Listen to an excerpt of Salaita’s talk at McGill University in Montreal, featuring Gretchen King of CKUT radio and Emmet Livingstone, an editor of the McGill Daily, via the media player above. The full speech can be accessed here.
Legal team responds
Salaita is suing university officials, trustees and donors at the University of Illinois at Urbana-Champaign for firing him from a tenured faculty position in the American Indian Studies program.
Salaita’s complaint contends that the dismissal was motivated by university officials’ disagreement with tweets he made criticizing Israel’s assault on Gaza last summer that killed more than 2,200 Palestinians.
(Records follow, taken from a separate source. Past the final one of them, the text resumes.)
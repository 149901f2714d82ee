//! PDF report artifact

use crate::error::{Result, ResumeAnalyzerError};
use crate::processing::analyzer::AnalysisReport;
use crate::processing::matcher::MatchResult;
use chrono::{DateTime, Local};
use log::info;
use printpdf::*;
use std::fs;
use std::path::{Path, PathBuf};

pub const REPORT_FILE_NAME: &str = "resume_analysis_report.pdf";
pub const REPORT_MIME_TYPE: &str = "application/pdf";

const A4_WIDTH_MM: f32 = 210.0;
const A4_HEIGHT_MM: f32 = 297.0;
const MARGIN_MM: f32 = 20.0;
const PT_TO_MM: f32 = 0.3528;
/// Rough Helvetica advance width as a fraction of the font size
const AVG_CHAR_WIDTH_EM: f32 = 0.5;

const TITLE_SIZE: f32 = 18.0;
const HEADING_SIZE: f32 = 14.0;
const BODY_SIZE: f32 = 12.0;
const FOOTER_SIZE: f32 = 9.0;

/// A written report file
#[derive(Debug, Clone, PartialEq)]
pub struct ReportArtifact {
    pub path: PathBuf,
    pub file_name: String,
    pub mime_type: &'static str,
    pub size_bytes: u64,
}

struct ReportContent<'a> {
    match_percentage: f64,
    matched: &'a [String],
    missing: &'a [String],
    generated_at: DateTime<Local>,
}

struct PageWriter<'a> {
    doc: &'a PdfDocumentReference,
    layer: PdfLayerReference,
    y: f32,
    pages: usize,
}

impl<'a> PageWriter<'a> {
    fn ensure_room(&mut self, height: f32) {
        if self.y - height >= MARGIN_MM {
            return;
        }
        self.pages += 1;
        let (page, layer) = self.doc.add_page(
            Mm(A4_WIDTH_MM),
            Mm(A4_HEIGHT_MM),
            format!("Layer {}", self.pages),
        );
        self.layer = self.doc.get_page(page).get_layer(layer);
        self.y = A4_HEIGHT_MM - MARGIN_MM;
    }

    fn line(&mut self, text: &str, size: f32, x: f32, font: &IndirectFontRef) {
        let height = line_height(size);
        self.ensure_room(height);
        self.y -= height;
        self.layer.use_text(text, size, Mm(x), Mm(self.y), font);
    }

    fn gap(&mut self, size: f32) {
        self.y -= line_height(size) / 2.0;
    }
}

fn line_height(size: f32) -> f32 {
    size * PT_TO_MM * 1.5
}

fn text_width(text: &str, size: f32) -> f32 {
    text.chars().count() as f32 * size * AVG_CHAR_WIDTH_EM * PT_TO_MM
}

fn columns_for(size: f32) -> usize {
    let usable = A4_WIDTH_MM - 2.0 * MARGIN_MM;
    (usable / (size * AVG_CHAR_WIDTH_EM * PT_TO_MM)).floor().max(1.0) as usize
}

/// Greedy word wrap. Words longer than a line get a line of their own.
fn wrap_text(text: &str, max_chars: usize) -> Vec<String> {
    let mut lines = Vec::new();
    let mut current = String::new();

    for word in text.split_whitespace() {
        let needed = if current.is_empty() {
            word.chars().count()
        } else {
            current.chars().count() + 1 + word.chars().count()
        };

        if needed > max_chars && !current.is_empty() {
            lines.push(std::mem::take(&mut current));
        }
        if !current.is_empty() {
            current.push(' ');
        }
        current.push_str(word);
    }

    if !current.is_empty() {
        lines.push(current);
    }
    lines
}

pub struct PdfReportGenerator {
    title: String,
}

impl PdfReportGenerator {
    pub fn new() -> Self {
        Self {
            title: "Resume Analysis Report".to_string(),
        }
    }

    /// Render a full analysis report
    pub fn render(&self, report: &AnalysisReport) -> Result<Vec<u8>> {
        self.render_content(&ReportContent {
            match_percentage: report.match_percentage,
            matched: &report.matched,
            missing: &report.missing,
            generated_at: report.generated_at,
        })
    }

    /// Render just a match result, stamped with the current time
    pub fn render_match(&self, result: &MatchResult) -> Result<Vec<u8>> {
        self.render_content(&ReportContent {
            match_percentage: result.match_percentage(),
            matched: &result.matched,
            missing: &result.missing,
            generated_at: Local::now(),
        })
    }

    /// Render `report` and write it to `path`, creating parent directories
    pub fn write_to(&self, report: &AnalysisReport, path: &Path) -> Result<ReportArtifact> {
        let bytes = self.render(report)?;

        if let Some(parent) = path.parent().filter(|p| !p.as_os_str().is_empty()) {
            fs::create_dir_all(parent).map_err(|e| {
                ResumeAnalyzerError::ReportGeneration(format!("Cannot create {}: {}", parent.display(), e))
            })?;
        }
        fs::write(path, &bytes).map_err(|e| {
            ResumeAnalyzerError::ReportGeneration(format!("Cannot write {}: {}", path.display(), e))
        })?;

        let file_name = path
            .file_name()
            .map(|name| name.to_string_lossy().to_string())
            .unwrap_or_else(|| REPORT_FILE_NAME.to_string());

        info!("Wrote {} byte report to {}", bytes.len(), path.display());

        Ok(ReportArtifact {
            path: path.to_path_buf(),
            file_name,
            mime_type: REPORT_MIME_TYPE,
            size_bytes: bytes.len() as u64,
        })
    }

    fn render_content(&self, content: &ReportContent) -> Result<Vec<u8>> {
        let (doc, _pages) = self.build_document(content)?;
        doc.save_to_bytes()
            .map_err(|e| ResumeAnalyzerError::ReportGeneration(format!("PDF serialization failed: {:?}", e)))
    }

    fn build_document(&self, content: &ReportContent) -> Result<(PdfDocumentReference, usize)> {
        let (doc, page1, layer1) = PdfDocument::new(
            self.title.as_str(),
            Mm(A4_WIDTH_MM),
            Mm(A4_HEIGHT_MM),
            "Layer 1",
        );

        let regular = doc
            .add_builtin_font(BuiltinFont::Helvetica)
            .map_err(|e| ResumeAnalyzerError::ReportGeneration(format!("Font error: {:?}", e)))?;
        let bold = doc
            .add_builtin_font(BuiltinFont::HelveticaBold)
            .map_err(|e| ResumeAnalyzerError::ReportGeneration(format!("Font error: {:?}", e)))?;

        let layer = doc.get_page(page1).get_layer(layer1);
        let mut writer = PageWriter {
            doc: &doc,
            layer,
            y: A4_HEIGHT_MM - MARGIN_MM,
            pages: 1,
        };

        let title_x = ((A4_WIDTH_MM - text_width(&self.title, TITLE_SIZE)) / 2.0).max(MARGIN_MM);
        writer.line(&self.title, TITLE_SIZE, title_x, &bold);
        writer.gap(TITLE_SIZE);

        writer.line(
            &format!("Match Percentage: {:.2}%", content.match_percentage),
            BODY_SIZE,
            MARGIN_MM,
            &regular,
        );
        writer.gap(BODY_SIZE);

        let sections = [
            ("Matched Skills:", content.matched, "No matches found."),
            ("Missing Skills:", content.missing, "No missing skills!"),
        ];
        for (heading, skills, placeholder) in sections {
            writer.line(heading, HEADING_SIZE, MARGIN_MM, &bold);
            let body = if skills.is_empty() {
                placeholder.to_string()
            } else {
                skills.join(", ")
            };
            for line in wrap_text(&body, columns_for(BODY_SIZE)) {
                writer.line(&line, BODY_SIZE, MARGIN_MM, &regular);
            }
            writer.gap(BODY_SIZE);
        }

        writer.line(
            &format!("Generated on {}", content.generated_at.format("%Y-%m-%d %H:%M:%S")),
            FOOTER_SIZE,
            MARGIN_MM,
            &regular,
        );

        let pages = writer.pages;
        Ok((doc, pages))
    }
}

impl Default for PdfReportGenerator {
    fn default() -> Self {
        Self::new()
    }
}

#[cfg(test)]
mod tests {
    use super::*;
    use tempfile::TempDir;

    fn content<'a>(matched: &'a [String], missing: &'a [String]) -> ReportContent<'a> {
        ReportContent {
            match_percentage: 50.0,
            matched,
            missing,
            generated_at: Local::now(),
        }
    }

    fn sample_report() -> AnalysisReport {
        AnalysisReport {
            match_percentage: 50.0,
            matched: vec!["python".to_string()],
            missing: vec!["java".to_string()],
            resume_skills: Default::default(),
            job_skills: Default::default(),
            resume_preview: String::new(),
            threshold_percent: 70,
            embedding_model: "stub".to_string(),
            generated_at: Local::now(),
            source: "resume.txt".to_string(),
            processing_time_ms: 0,
        }
    }

    #[test]
    fn test_wrap_text() {
        assert_eq!(wrap_text("python, sql, java", 11), vec!["python,", "sql, java"]);
        assert_eq!(wrap_text("supercalifragilistic a", 5), vec!["supercalifragilistic", "a"]);
        assert!(wrap_text("   ", 10).is_empty());
    }

    #[test]
    fn test_render_is_pdf() {
        let bytes = PdfReportGenerator::new().render(&sample_report()).unwrap();
        assert!(bytes.starts_with(b"%PDF"));
    }

    #[test]
    fn test_empty_lists_render() {
        let result = MatchResult::default();
        let bytes = PdfReportGenerator::new().render_match(&result).unwrap();
        assert!(bytes.starts_with(b"%PDF"));
    }

    #[test]
    fn test_long_lists_paginate() {
        let many: Vec<String> = (0..3000).map(|i| format!("skill-{}", i)).collect();
        let generator = PdfReportGenerator::new();

        let (_, pages) = generator.build_document(&content(&[], &[])).unwrap();
        assert_eq!(pages, 1);

        let (_, pages) = generator.build_document(&content(&many, &many)).unwrap();
        assert!(pages > 1);
    }

    #[test]
    fn test_write_to_creates_artifact() {
        let dir = TempDir::new().unwrap();
        let path = dir.path().join("reports").join(REPORT_FILE_NAME);

        let artifact = PdfReportGenerator::new().write_to(&sample_report(), &path).unwrap();
        assert_eq!(artifact.file_name, REPORT_FILE_NAME);
        assert_eq!(artifact.mime_type, "application/pdf");
        assert_eq!(artifact.size_bytes, std::fs::metadata(&path).unwrap().len());
    }

    #[test]
    fn test_write_failure_is_report_error() {
        let dir = TempDir::new().unwrap();
        let blocker = dir.path().join("not_a_dir");
        std::fs::write(&blocker, "x").unwrap();

        let err = PdfReportGenerator::new()
            .write_to(&sample_report(), &blocker.join(REPORT_FILE_NAME))
            .unwrap_err();
        assert!(matches!(err, ResumeAnalyzerError::ReportGeneration(_)));
    }
}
Last week, Salaita’s legal team responded to an attempt by the university to dismiss his case. Salaita’s attorneys say that because of the university’s violations of his constitutional rights, his first amendment claim must be allowed to proceed.
Dr. Cornel West, celebrated public intellectual and professor at Princeton University, recently canceled a lecture at the University of Illinois at Urbana-Champaign in protest of Salaita’s firing. West joins a boycott of the University of Illinois by thousands of scholars outraged over the violation of Salaita’s right to free speech.
Photo of Steven Salaita, Gretchen King, Emmet Livingstone and moderator Michelle Hartman by Ralph Haddad.